Have You Ever Experienced Language Denialism?

What makes something a “real” language?

For most of us, real language is the language we speak and the languages that large groups of other people speak. You may not know how to speak French, for instance, but many other people do, and it’s an official language of many countries, so clearly it must be “real.”

But, what about different dialects of languages, regional languages, indigenous languages, and the native languages that people bring with them as they move around the world? Are these always considered “real”?

What constitutes “real” language often depends on who is listening and who gets to be heard—and all languages are not treated equally. For instance, there is no official language in the United States, yet some people still shame those who speak languages other than English or forms of English that they consider to be improper.

This problem was notably expounded on by Gerald Roche, an anthropologist and researcher at Australia’s La Trobe University, on Twitter in February 2019. It’s called
language denialism
, and it can be a formidable tool of oppression.

What does language denialism mean?

As Roche explained it, language denialism is simply “denying that some languages are languages.” 


Found at least by the 1920s, 
denialism is the “practice of refusing to accept the existence, truth, or validity of something despite evidence or general support for it.” It’s based on denial, the noun form of deny, here meaning “to state that something declared is not true” or “to refuse to agree to something.” Recorded by the early 1300s, deny comes, via French, from the Latin dēnegāre, which has the sense of “to say no.” 

Language denialism, then, occurs when people, especially groups in power, decide that certain languages don’t count or aren’t considered as valid.

In language denialism, Roche continued, mixed languages, dialects, jargon, lingo, and patois“a regional language of a language”—are pitted against whatever is considered the “real” language. Such denialism is a problem because refusing to acknowledge someone’s language is refusing to acknowledge their voice and place at the table—not to mention their culture and identity.

What are some examples of language denialism?

In his Twitter thread, Roche cited examples of language denialism from all over the world.

Roche noted India, where at least 364 languages are popularly recognized, only gives official status to 22 languages in its constitution. He also mentioned France, which only has one official language—French—primarily used in government and education, despite the fact that over 25 different regional languages are spoken throughout the country.

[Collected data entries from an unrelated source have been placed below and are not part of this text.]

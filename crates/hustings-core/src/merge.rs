//! Merging a duplicate ("loser") person into the record that survives.
//!
//! The merge is asymmetric: the survivor is assumed to be the better-curated
//! record, so its values win wherever it has one and the loser only fills
//! gaps. The loser's entire history is kept by transplanting its versions
//! beneath the survivor's, and its identity keeps resolving through the
//! [`RedirectIndex`].
//!
//! Every precondition is checked before anything is mutated. Once the checks
//! pass, no step can fail, so the merge is all-or-nothing.

use serde::{Deserialize, Serialize};

use crate::{
  Error, Result,
  log::VersionLog,
  person::{ElectionSlug, PeriodMap, PersonId, RowId},
  redirect::RedirectIndex,
  snapshot::{OtherName, Snapshot},
  version::{ChangeMetadata, VersionId},
};

// ─── Inputs ──────────────────────────────────────────────────────────────────

/// A person's history together with the live candidacy rows that externally
/// owned objects (results, nominations) attach to.
#[derive(Debug, Clone, PartialEq, Eq)]
pub struct PersonRecord {
  pub versions:    VersionLog,
  pub candidacies: PeriodMap<RowId>,
}

impl PersonRecord {
  pub fn new(versions: VersionLog) -> Self {
    Self {
      versions,
      candidacies: PeriodMap::new(),
    }
  }

  pub fn person_id(&self) -> PersonId { self.versions.person_id() }
}

/// The caller's side of a merge: the audit metadata for the synthetic merge
/// version and the externally decided capability to merge at all.
#[derive(Debug, Clone)]
pub struct MergeRequest {
  pub metadata:  ChangeMetadata,
  pub may_merge: bool,
}

// ─── Outputs ─────────────────────────────────────────────────────────────────

/// Attachments on the loser's candidacy row `from` must be moved to the
/// survivor's row `to` for the same election; `from` can then be deleted.
#[derive(Debug, Clone, PartialEq, Eq, Serialize, Deserialize)]
pub struct Repoint {
  pub election: ElectionSlug,
  pub from:     RowId,
  pub to:       RowId,
}

/// The survivor had no candidacy in `election`, so the loser's row is handed
/// over to the survivor wholesale, attachments and all.
#[derive(Debug, Clone, PartialEq, Eq, Serialize, Deserialize)]
pub struct Reassign {
  pub election: ElectionSlug,
  pub row:      RowId,
}

/// What a committed merge produced and what the caller must still apply to
/// the live relational store.
#[derive(Debug, Clone, Serialize)]
pub struct MergeOutcome {
  pub survivor:      PersonId,
  /// The loser, now empty and safe to delete.
  pub retired:       PersonId,
  /// The synthetic merge version, now the survivor's current version.
  pub version_id:    VersionId,
  pub snapshot:      Snapshot,
  pub repoints:      Vec<Repoint>,
  pub reassignments: Vec<Reassign>,
}

// ─── Operator ────────────────────────────────────────────────────────────────

/// Fold `loser` into `survivor`.
///
/// On success `survivor.versions` reads, newest first:
/// `[merge version, survivor's previous versions…, loser's versions…]`,
/// `loser` has no versions or candidacies left, and `redirects` maps the
/// loser to the survivor.
pub fn merge(
  survivor: &mut PersonRecord,
  loser: &mut PersonRecord,
  redirects: &mut RedirectIndex,
  request: MergeRequest,
) -> Result<MergeOutcome> {
  let survivor_id = survivor.person_id();
  let loser_id = loser.person_id();

  // ── Preconditions ───────────────────────────────────────────────────────
  if survivor_id == loser_id {
    return Err(Error::SelfMergeRejected(survivor_id));
  }
  for id in [survivor_id, loser_id] {
    if redirects.resolve(id) != id {
      return Err(Error::AlreadyMerged(id));
    }
  }
  if !request.may_merge {
    return Err(Error::MergeNotAuthorized);
  }

  let survivor_current = &survivor.versions.current()?.data;
  let loser_current = &loser.versions.current()?.data;

  let mut metadata = request.metadata;
  if survivor.versions.contains(&metadata.version_id)
    || loser.versions.contains(&metadata.version_id)
  {
    return Err(Error::DuplicateVersionId(metadata.version_id));
  }
  if let Some(clash) = loser
    .versions
    .all()
    .find(|v| survivor.versions.contains(&v.id()))
  {
    return Err(Error::DuplicateVersionId(clash.id()));
  }
  redirects.check(loser_id, survivor_id)?;

  // ── Reconcile ───────────────────────────────────────────────────────────
  let reconciled = reconcile(survivor_current, loser_current);
  let (repoints, reassignments) =
    plan_rows(&survivor.candidacies, &loser.candidacies);

  if metadata.information_source.trim().is_empty() {
    metadata.information_source = format!("After merging person {loser_id}");
  }

  // ── Commit ──────────────────────────────────────────────────────────────
  let version_id = survivor.versions.append(reconciled.clone(), metadata)?;
  survivor.versions.absorb(&mut loser.versions)?;
  redirects.record(loser_id, survivor_id)?;

  for reassign in &reassignments {
    survivor.candidacies.insert(reassign.election.clone(), reassign.row);
  }
  loser.candidacies = PeriodMap::new();

  Ok(MergeOutcome {
    survivor: survivor_id,
    retired: loser_id,
    version_id,
    snapshot: reconciled,
    repoints,
    reassignments,
  })
}

// ─── Reconciliation rules ────────────────────────────────────────────────────

/// Combine the survivor's and the loser's current state.
///
/// - Simple and link fields, the image and each extra field keep the
///   survivor's value unless it is empty.
/// - Per-election standings and party memberships keep the survivor's entry
///   where it has one; a "known not standing" entry does not count, since the
///   loser's candidacy is more informative.
/// - Identifiers and alternate names are unioned, survivor's first.
/// - The loser's name is kept as an alternate name unless it is already the
///   survivor's name or one of its alternate names.
pub fn reconcile(survivor: &Snapshot, loser: &Snapshot) -> Snapshot {
  let mut merged = survivor.clone();

  for (field, ours) in merged.text_fields_mut() {
    if ours.is_empty()
      && let Some(theirs) = loser.text_field(field)
    {
      theirs.clone_into(ours);
    }
  }

  if merged.image.as_deref().is_none_or(str::is_empty) {
    merged.image = loser.image.clone();
  }

  for (key, theirs) in &loser.extra_fields {
    if theirs.is_empty() {
      continue;
    }
    let ours = merged.extra_fields.entry(key.clone()).or_default();
    if ours.is_empty() {
      theirs.clone_into(ours);
    }
  }

  merged.standing_in.fill_from(&loser.standing_in, Option::is_some);
  merged.party_memberships.fill_from(&loser.party_memberships, |_| true);

  union_into(&mut merged.identifiers, &loser.identifiers);
  union_into(&mut merged.other_names, &loser.other_names);

  if !loser.name.is_empty()
    && loser.name != merged.name
    && !merged.other_names.iter().any(|o| o.name == loser.name)
  {
    merged.other_names.push(OtherName::named(loser.name.clone()));
  }

  merged
}

fn union_into<T: Clone + PartialEq>(ours: &mut Vec<T>, theirs: &[T]) {
  for item in theirs {
    if !ours.contains(item) {
      ours.push(item.clone());
    }
  }
}

/// Decide what happens to each of the loser's candidacy rows.
fn plan_rows(
  survivor: &PeriodMap<RowId>,
  loser: &PeriodMap<RowId>,
) -> (Vec<Repoint>, Vec<Reassign>) {
  let mut repoints = Vec::new();
  let mut reassignments = Vec::new();
  for (election, row) in loser {
    match survivor.get(election) {
      Some(to) => repoints.push(Repoint {
        election: election.clone(),
        from:     *row,
        to:       *to,
      }),
      None => reassignments.push(Reassign {
        election: election.clone(),
        row:      *row,
      }),
    }
  }
  (repoints, reassignments)
}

In the United States, which, again, has no official language, language denialism comes in many forms. Those who speak accented English or who are only partially fluent in English are often ostracized. In 2018, for instance, a Maryland Dunkin’ Donuts came under fire for a sign asking customers to call the manager and report any employees they heard “shouting in a language other than English”—for a free coffee and pastry. Even Marie Kondo was criticized for speaking Japanese and using a translator on her popular Netflix show Tidying Up With Marie Kondo.

Perhaps the most egregious form of language denialism in the US comes in the form of many white Americans’ refusal to acknowledge African American Vernacular English (AAVE) as a real form of English.

AAVE—also called African American English and Black English, or now more disparagingly, Ebonicsis a form of English just as complex as Standard American English (SAE), with its own rules, structures, and origin. Yet, people who speak AAVE are often profiled, discriminated against, and stigmatized as speaking “bad” or “poor” English in school, business, government, and culture.

Language denialism of AAVE upholds SAE as the “correct” form of English. The consequences aren’t just about dismissing AAVE’s grammar, pronunciation, or spelling. More perniciously, it suppresses and erases black culture. SAE is largely dictated by well-to-do, educated, white Americans, and policing the way people speak English is, in part, a method of maintaining the supremacy of white culture and customs.

How to combat language denialism

Ultimately, language denialism often goes hand in hand with ethnocentrism and racism, thereby resulting in systemic inequalities. As Roche explained on Twitter, denying language can mean denying people access to teaching materials, books, doctors, lawyers, radio and television, participation in the government, and even basic, everyday products—as people cannot access these goods and services in their language. “These discursive, material, institutional, and affective outcomes of language denialism produce reduced life chances & increased vulnerability of populations that speak non-languages,” he wrote.

According to the United Nations Educational, Scientific and Cultural Organization (UNESCO), 40 percent of the world’s population “does not have access to education in a language they speak or understand.” To combat this, UNESCO observes International Mother Language Day every year on February 21 as a celebration of linguistic diversity and effort to raise awareness for the importance of multilingual education and societies.

It will take more than a day of awareness—and, of course, a Twitter thread, Roche would agree—to combat this global issue. The forces of language denialism are many and complex, and they are reinforced not only by individual prejudices, but also by governments and institutions around the world.

Ultimately, languages are more than just how we communicate: they are part of the bedrock of our cultures, histories, identities, and ways of thinking and being. No one should be denied access to education, opportunity, or basic human rights because of the language they speak.

As a dictionary, we wholeheartedly accept all languages as worthy and equal.